Con voz baja, dijo “calle Vicente Guerrero, ahí vivo, acá abajito”, por lo cual subió en el auto y durante el recorrido a su casa comenzó a contar que tiene 100 años cumplidos.

Al llegar a la dirección, sacó su cartera y preguntó cuánto debía, a lo cual se le dijo que nada, pues había confundido el auto con un taxi.

Al bajarse, salieron su hija y dos vecinos, los cuales agradecieron el favor de llevarlo y comentaron: “Es Chanito, así lo conocen en la colonia. Va a la cancha dos veces por semana, no necesita dinero, pero fue de los que sacaron adelante la unidad deportiva. Sus hijos lo cuidamos, pero le gusta ir”, expresó su hija más chica.

Por supuesto al saber esto, decidimos que “Chanito” tenia mucho que platicarnos, por esta razón en entrevista nos contó cómo y por qué llegó a Santa María y por qué acudía a la Unidad Deportiva de este poblado.

Don Feliciano nació en el Estado de Jalisco, donde durante 11 años laboró en una fábrica de textiles y formó una familia de cinco hijos y cinco hijas.

Tras quebrar la fábrica, vendió sus propiedades y en 1956 se mudó a Cuernavaca, en el poblado Santa María, donde compró un terreno para su esposa e hijos.

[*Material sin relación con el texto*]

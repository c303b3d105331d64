//! CONNECT Request Construction
//!
//! Builds the minimal HTTP/1.0 CONNECT request understood by virtually every
//! forward proxy: a request line, an optional `Proxy-Authorization` header and
//! the blank line that ends the header block.

use crate::core::network::types::{Endpoint, ProxyCredentials};
use base64::{engine::general_purpose::STANDARD, Engine as _};

/// Build the `Basic` authorization value for `user:pass`
///
/// # Examples
/// - `("alice", "secret")` → `Basic YWxpY2U6c2VjcmV0`
pub fn basic_auth_value(credentials: &ProxyCredentials) -> String {
    let token = STANDARD.encode(format!("{}:{}", credentials.user, credentials.pass));
    format!("Basic {}", token)
}

/// Build the full CONNECT request for `target`
///
/// The `Proxy-Authorization` header is emitted only when both user and
/// password are non-empty; partial credentials are sent as an anonymous request.
///
/// # Examples
/// - `CONNECT example.com:443 HTTP/1.0\r\n\r\n`
/// - `CONNECT [::1]:443 HTTP/1.0\r\nProxy-Authorization: Basic dTpw\r\n\r\n`
pub fn build_connect_request(target: &Endpoint, credentials: Option<&ProxyCredentials>) -> String {
    let mut request = format!("CONNECT {} HTTP/1.0\r\n", target);

    if let Some(credentials) = credentials.filter(|c| c.is_complete()) {
        request.push_str(&format!(
            "Proxy-Authorization: {}\r\n",
            basic_auth_value(credentials)
        ));
    }

    request.push_str("\r\n");
    request
}
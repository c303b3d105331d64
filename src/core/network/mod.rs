pub mod debug_logger;
pub mod proxy_tunnel;
pub mod proxy_url;
pub mod types;

// Re-export commonly used items
pub use debug_logger::EnhancedDebugLogger;
pub use proxy_tunnel::{ProbeError, ProbeReport, Prober, ProxyProtocol, ProxySettings};
pub use proxy_url::{parse_proxy_url, ParsedProxyUrl, ProxyUrlError};
pub use types::*;
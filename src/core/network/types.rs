// Core types for connectivity probing
use std::fmt;
use std::net::Ipv6Addr;

/// A TCP destination: the probe target or the proxy itself
#[derive(Debug, Clone, PartialEq, Eq, serde::Serialize, serde::Deserialize)]
pub struct Endpoint {
    /// Host name or IP literal. IPv6 literals may be stored with or without brackets.
    pub host: String,
    pub port: u16,
}

impl Endpoint {
    pub fn new(host: impl Into<String>, port: u16) -> Self {
        Self {
            host: host.into(),
            port,
        }
    }

    /// Host without IPv6 brackets, suitable for name resolution and TLS server names
    pub fn bare_host(&self) -> &str {
        self.host
            .strip_prefix('[')
            .and_then(|h| h.strip_suffix(']'))
            .unwrap_or(&self.host)
    }

    /// Host rendered so that it can be followed by `:port` unambiguously
    pub fn display_host(&self) -> String {
        let bare = self.bare_host();
        if bare.parse::<Ipv6Addr>().is_ok() {
            format!("[{}]", bare)
        } else {
            bare.to_string()
        }
    }
}

impl fmt::Display for Endpoint {
    fn fmt(&self, f: &mut fmt::Formatter<'_>) -> fmt::Result {
        write!(f, "{}:{}", self.display_host(), self.port)
    }
}

/// Proxy user/password pair
#[derive(Clone, PartialEq, Eq, Default)]
pub struct ProxyCredentials {
    pub user: String,
    pub pass: String,
}

impl ProxyCredentials {
    pub fn new(user: impl Into<String>, pass: impl Into<String>) -> Self {
        Self {
            user: user.into(),
            pass: pass.into(),
        }
    }

    /// Build credentials from optional user/pass values, treating empty strings as missing.
    /// Returns `None` when both are absent (anonymous access).
    pub fn from_parts(user: Option<&str>, pass: Option<&str>) -> Option<Self> {
        let user = user.unwrap_or_default();
        let pass = pass.unwrap_or_default();
        if user.is_empty() && pass.is_empty() {
            None
        } else {
            Some(Self::new(user, pass))
        }
    }

    /// Only complete credentials (both parts non-empty) are ever presented to a proxy
    pub fn is_complete(&self) -> bool {
        !self.user.is_empty() && !self.pass.is_empty()
    }
}

// Never print the password, even in debug output
impl fmt::Debug for ProxyCredentials {
    fn fmt(&self, f: &mut fmt::Formatter<'_>) -> fmt::Result {
        f.debug_struct("ProxyCredentials")
            .field("user", &self.user)
            .field("pass", &"[REDACTED]")
            .finish()
    }
}

/// Tri-state probe result, mapped to the installer's exit codes
#[derive(Debug, Clone, Copy, PartialEq, Eq, serde::Serialize, serde::Deserialize)]
pub enum ProbeOutcome {
    /// Target reachable (directly, or through an established tunnel)
    Success,
    /// Direct TCP connection to the target failed
    DirectConnectFailure,
    /// Proxy unreachable, or reachable but the CONNECT tunnel was not established
    ProxyTunnelFailure,
}

impl ProbeOutcome {
    pub fn exit_code(&self) -> u8 {
        match self {
            ProbeOutcome::Success => 0,
            ProbeOutcome::DirectConnectFailure => 2,
            ProbeOutcome::ProxyTunnelFailure => 3,
        }
    }

    pub fn is_success(&self) -> bool {
        matches!(self, ProbeOutcome::Success)
    }
}

impl fmt::Display for ProbeOutcome {
    fn fmt(&self, f: &mut fmt::Formatter<'_>) -> fmt::Result {
        match self {
            ProbeOutcome::Success => write!(f, "success"),
            ProbeOutcome::DirectConnectFailure => write!(f, "direct_connect_failure"),
            ProbeOutcome::ProxyTunnelFailure => write!(f, "proxy_tunnel_failure"),
        }
    }
}

/// Detailed information about a single probe, for diagnostics and debug logging
#[derive(Debug, Clone, serde::Serialize, serde::Deserialize)]
pub struct ProbeDetail {
    /// "direct" | "proxy"
    pub mode: String,
    /// Target host:port
    pub target: String,
    /// Proxy host:port (proxy mode only)
    pub proxy: Option<String>,
    /// First line returned by the proxy, whitespace-trimmed
    pub status_line: Option<String>,
    /// Timestamp when the probe started
    pub checked_at: String,
    /// Total probe duration in milliseconds
    pub response_time_ms: u64,
}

Tenía 38 años y se dedicó al campo, donde le agarró gusto por la cancha de futbol del poblado, la cual comenzó a arreglar para que los vecinos pudiesen usarla.

“En 1992 comencé a arreglar la cancha, la pintaba, quitaba piedras, basura, ponía las redes de las porterías y la mejoraba para tenerla en buena condición, después me nombraron encargado de ella y me daban cooperación por equipos”, explicó don Feliciano.

Como aficionado del futbol, fue invitado por un amigo a jugar y de los partidos amistosos formó el primer equipo varonil de Santa María.

Gracias a ello don Feliciano se ganó el reconocimiento de los pobladores, los cuales lo apodaron “Chanito”.

Años después, la unidad quedó a cargo de otras personas, las cuales decidieron ponerle pasto sintético, lo cual le quitó a don Chanito su labor, sin embargo, ir a la cancha y recibir cooperación se volvió parte de su rutina de vida.

Por ello, tres veces por semana, se le puede ver en la unidad.

“No necesita dinero, nosotros le damos y lo atendemos, pero no podemos evitar que vaya, le tomó mucho cariño a la unidad y se quiere seguir sintiendo útil. Por eso va a recibir aunque sea para su taxi de regreso”, comentó su hija.

“Sufre únicamente de las rodillas y audición por su edad, pero goza de buena salud. Cuando quiere, agarra un taxi y se va a la unidad o al centro. Está más sano que nosotros, sus hijos”, concluyó su hija.